== THE PROBLEM ==
Your task is to output every record exactly as it is given.

(Data items)
--*--
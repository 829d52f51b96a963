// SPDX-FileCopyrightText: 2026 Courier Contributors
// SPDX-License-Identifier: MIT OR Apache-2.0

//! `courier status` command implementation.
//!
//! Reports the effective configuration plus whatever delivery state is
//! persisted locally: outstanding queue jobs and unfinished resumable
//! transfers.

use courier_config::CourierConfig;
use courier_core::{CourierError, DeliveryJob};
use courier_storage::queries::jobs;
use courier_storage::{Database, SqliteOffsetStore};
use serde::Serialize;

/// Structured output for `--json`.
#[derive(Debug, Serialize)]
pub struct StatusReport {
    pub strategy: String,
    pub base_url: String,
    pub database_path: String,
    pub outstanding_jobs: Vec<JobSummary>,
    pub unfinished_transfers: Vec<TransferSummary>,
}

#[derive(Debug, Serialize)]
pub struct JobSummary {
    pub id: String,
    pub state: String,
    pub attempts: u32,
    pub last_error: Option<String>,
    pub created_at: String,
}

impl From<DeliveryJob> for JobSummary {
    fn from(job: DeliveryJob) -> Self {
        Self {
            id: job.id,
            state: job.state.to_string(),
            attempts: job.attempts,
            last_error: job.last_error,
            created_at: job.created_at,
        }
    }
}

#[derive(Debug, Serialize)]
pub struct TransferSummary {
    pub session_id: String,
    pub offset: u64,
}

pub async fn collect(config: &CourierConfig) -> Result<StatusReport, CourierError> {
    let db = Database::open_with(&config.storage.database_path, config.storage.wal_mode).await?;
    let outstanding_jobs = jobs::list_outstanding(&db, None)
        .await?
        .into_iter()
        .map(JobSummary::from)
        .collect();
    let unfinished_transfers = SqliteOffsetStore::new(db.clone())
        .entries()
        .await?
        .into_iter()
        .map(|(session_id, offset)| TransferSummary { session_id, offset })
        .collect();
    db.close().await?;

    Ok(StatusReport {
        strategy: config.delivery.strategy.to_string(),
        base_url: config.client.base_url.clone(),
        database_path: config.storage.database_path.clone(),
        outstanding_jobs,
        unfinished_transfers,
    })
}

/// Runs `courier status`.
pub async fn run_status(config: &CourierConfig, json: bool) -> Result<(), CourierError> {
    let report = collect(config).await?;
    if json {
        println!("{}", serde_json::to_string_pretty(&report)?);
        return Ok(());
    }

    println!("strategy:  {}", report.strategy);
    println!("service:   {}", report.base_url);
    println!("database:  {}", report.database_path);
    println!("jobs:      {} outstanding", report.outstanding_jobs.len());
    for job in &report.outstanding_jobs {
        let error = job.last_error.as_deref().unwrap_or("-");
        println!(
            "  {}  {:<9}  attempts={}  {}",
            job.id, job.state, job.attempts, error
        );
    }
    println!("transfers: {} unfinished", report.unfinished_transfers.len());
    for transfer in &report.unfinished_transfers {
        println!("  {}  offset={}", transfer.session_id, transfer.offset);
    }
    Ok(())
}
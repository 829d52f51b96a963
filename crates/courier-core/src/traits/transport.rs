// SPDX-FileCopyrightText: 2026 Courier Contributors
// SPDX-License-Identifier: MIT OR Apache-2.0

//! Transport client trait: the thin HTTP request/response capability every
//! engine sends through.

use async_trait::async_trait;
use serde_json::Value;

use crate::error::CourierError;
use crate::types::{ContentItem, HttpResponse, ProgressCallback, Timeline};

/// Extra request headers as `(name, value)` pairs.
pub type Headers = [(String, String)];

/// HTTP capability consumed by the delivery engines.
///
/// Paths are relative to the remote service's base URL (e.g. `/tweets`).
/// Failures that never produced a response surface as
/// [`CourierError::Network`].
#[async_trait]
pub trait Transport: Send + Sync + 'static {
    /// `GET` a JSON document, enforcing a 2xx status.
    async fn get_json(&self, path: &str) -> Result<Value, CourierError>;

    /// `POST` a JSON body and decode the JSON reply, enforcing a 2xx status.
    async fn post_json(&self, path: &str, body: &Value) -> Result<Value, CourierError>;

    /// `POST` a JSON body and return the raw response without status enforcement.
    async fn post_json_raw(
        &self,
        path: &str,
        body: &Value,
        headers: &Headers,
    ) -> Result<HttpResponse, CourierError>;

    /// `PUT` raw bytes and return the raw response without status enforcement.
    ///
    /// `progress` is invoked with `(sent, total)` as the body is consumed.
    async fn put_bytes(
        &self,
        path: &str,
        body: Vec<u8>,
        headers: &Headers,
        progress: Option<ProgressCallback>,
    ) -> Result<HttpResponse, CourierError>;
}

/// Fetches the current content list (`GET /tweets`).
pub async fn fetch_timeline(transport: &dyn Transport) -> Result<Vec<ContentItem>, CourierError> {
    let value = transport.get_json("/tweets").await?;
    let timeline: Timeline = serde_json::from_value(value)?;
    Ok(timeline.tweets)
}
--*--
== RESULT OF THIS TASK ==
repository 829d52f51b96a963
// SPDX-FileCopyrightText: 2026 Courier Contributors
// SPDX-License-Identifier: MIT OR Apache-2.0

//! `courier status` command implementation.
//!
//! Reports the effective configuration plus whatever delivery state is
//! persisted locally: outstanding queue jobs and unfinished resumable
//! transfers.

use courier_config::CourierConfig;
use courier_core::{CourierError, DeliveryJob};
use courier_storage::queries::jobs;
use courier_storage::{Database, SqliteOffsetStore};
use serde::Serialize;

/// Structured output for `--json`.
#[derive(Debug, Serialize)]
pub struct StatusReport {
    pub strategy: String,
    pub base_url: String,
    pub database_path: String,
    pub outstanding_jobs: Vec<JobSummary>,
    pub unfinished_transfers: Vec<TransferSummary>,
}

#[derive(Debug, Serialize)]
pub struct JobSummary {
    pub id: String,
    pub state: String,
    pub attempts: u32,
    pub last_error: Option<String>,
    pub created_at: String,
}

impl From<DeliveryJob> for JobSummary {
    fn from(job: DeliveryJob) -> Self {
        Self {
            id: job.id,
            state: job.state.to_string(),
            attempts: job.attempts,
            last_error: job.last_error,
            created_at: job.created_at,
        }
    }
}

#[derive(Debug, Serialize)]
pub struct TransferSummary {
    pub session_id: String,
    pub offset: u64,
}

pub async fn collect(config: &CourierConfig) -> Result<StatusReport, CourierError> {
    let db = Database::open_with(&config.storage.database_path, config.storage.wal_mode).await?;
    let outstanding_jobs = jobs::list_outstanding(&db, None)
        .await?
        .into_iter()
        .map(JobSummary::from)
        .collect();
    let unfinished_transfers = SqliteOffsetStore::new(db.clone())
        .entries()
        .await?
        .into_iter()
        .map(|(session_id, offset)| TransferSummary { session_id, offset })
        .collect();
    db.close().await?;

    Ok(StatusReport {
        strategy: config.delivery.strategy.to_string(),
        base_url: config.client.base_url.clone(),
        database_path: config.storage.database_path.clone(),
        outstanding_jobs,
        unfinished_transfers,
    })
}

/// Runs `courier status`.
pub async fn run_status(config: &CourierConfig, json: bool) -> Result<(), CourierError> {
    let report = collect(config).await?;
    if json {
        println!("{}", serde_json::to_string_pretty(&report)?);
        return Ok(());
    }

    println!("strategy:  {}", report.strategy);
    println!("service:   {}", report.base_url);
    println!("database:  {}", report.database_path);
    println!("jobs:      {} outstanding", report.outstanding_jobs.len());
    for job in &report.outstanding_jobs {
        let error = job.last_error.as_deref().unwrap_or("-");
        println!(
            "  {}  {:<9}  attempts={}  {}",
            job.id, job.state, job.attempts, error
        );
    }
    println!("transfers: {} unfinished", report.unfinished_transfers.len());
    for transfer in &report.unfinished_transfers {
        println!("  {}  offset={}", transfer.session_id, transfer.offset);
    }
    Ok(())
}
repository 829d52f51b96a963
filename crates/courier-core/src/traits/transport.rs
// SPDX-FileCopyrightText: 2026 Courier Contributors
// SPDX-License-Identifier: MIT OR Apache-2.0

//! Transport client trait: the thin HTTP request/response capability every
//! engine sends through.

use async_trait::async_trait;
use serde_json::Value;

use crate::error::CourierError;
use crate::types::{ContentItem, HttpResponse, ProgressCallback, Timeline};

/// Extra request headers as `(name, value)` pairs.
pub type Headers = [(String, String)];

/// HTTP capability consumed by the delivery engines.
///
/// Paths are relative to the remote service's base URL (e.g. `/tweets`).
/// Failures that never produced a response surface as
/// [`CourierError::Network`].
#[async_trait]
pub trait Transport: Send + Sync + 'static {
    /// `GET` a JSON document, enforcing a 2xx status.
    async fn get_json(&self, path: &str) -> Result<Value, CourierError>;

    /// `POST` a JSON body and decode the JSON reply, enforcing a 2xx status.
    async fn post_json(&self, path: &str, body: &Value) -> Result<Value, CourierError>;

    /// `POST` a JSON body and return the raw response without status enforcement.
    async fn post_json_raw(
        &self,
        path: &str,
        body: &Value,
        headers: &Headers,
    ) -> Result<HttpResponse, CourierError>;

    /// `PUT` raw bytes and return the raw response without status enforcement.
    ///
    /// `progress` is invoked with `(sent, total)` as the body is consumed.
    async fn put_bytes(
        &self,
        path: &str,
        body: Vec<u8>,
        headers: &Headers,
        progress: Option<ProgressCallback>,
    ) -> Result<HttpResponse, CourierError>;
}

/// Fetches the current content list (`GET /tweets`).
pub async fn fetch_timeline(transport: &dyn Transport) -> Result<Vec<ContentItem>, CourierError> {
    let value = transport.get_json("/tweets").await?;
    let timeline: Timeline = serde_json::from_value(value)?;
    Ok(timeline.tweets)
}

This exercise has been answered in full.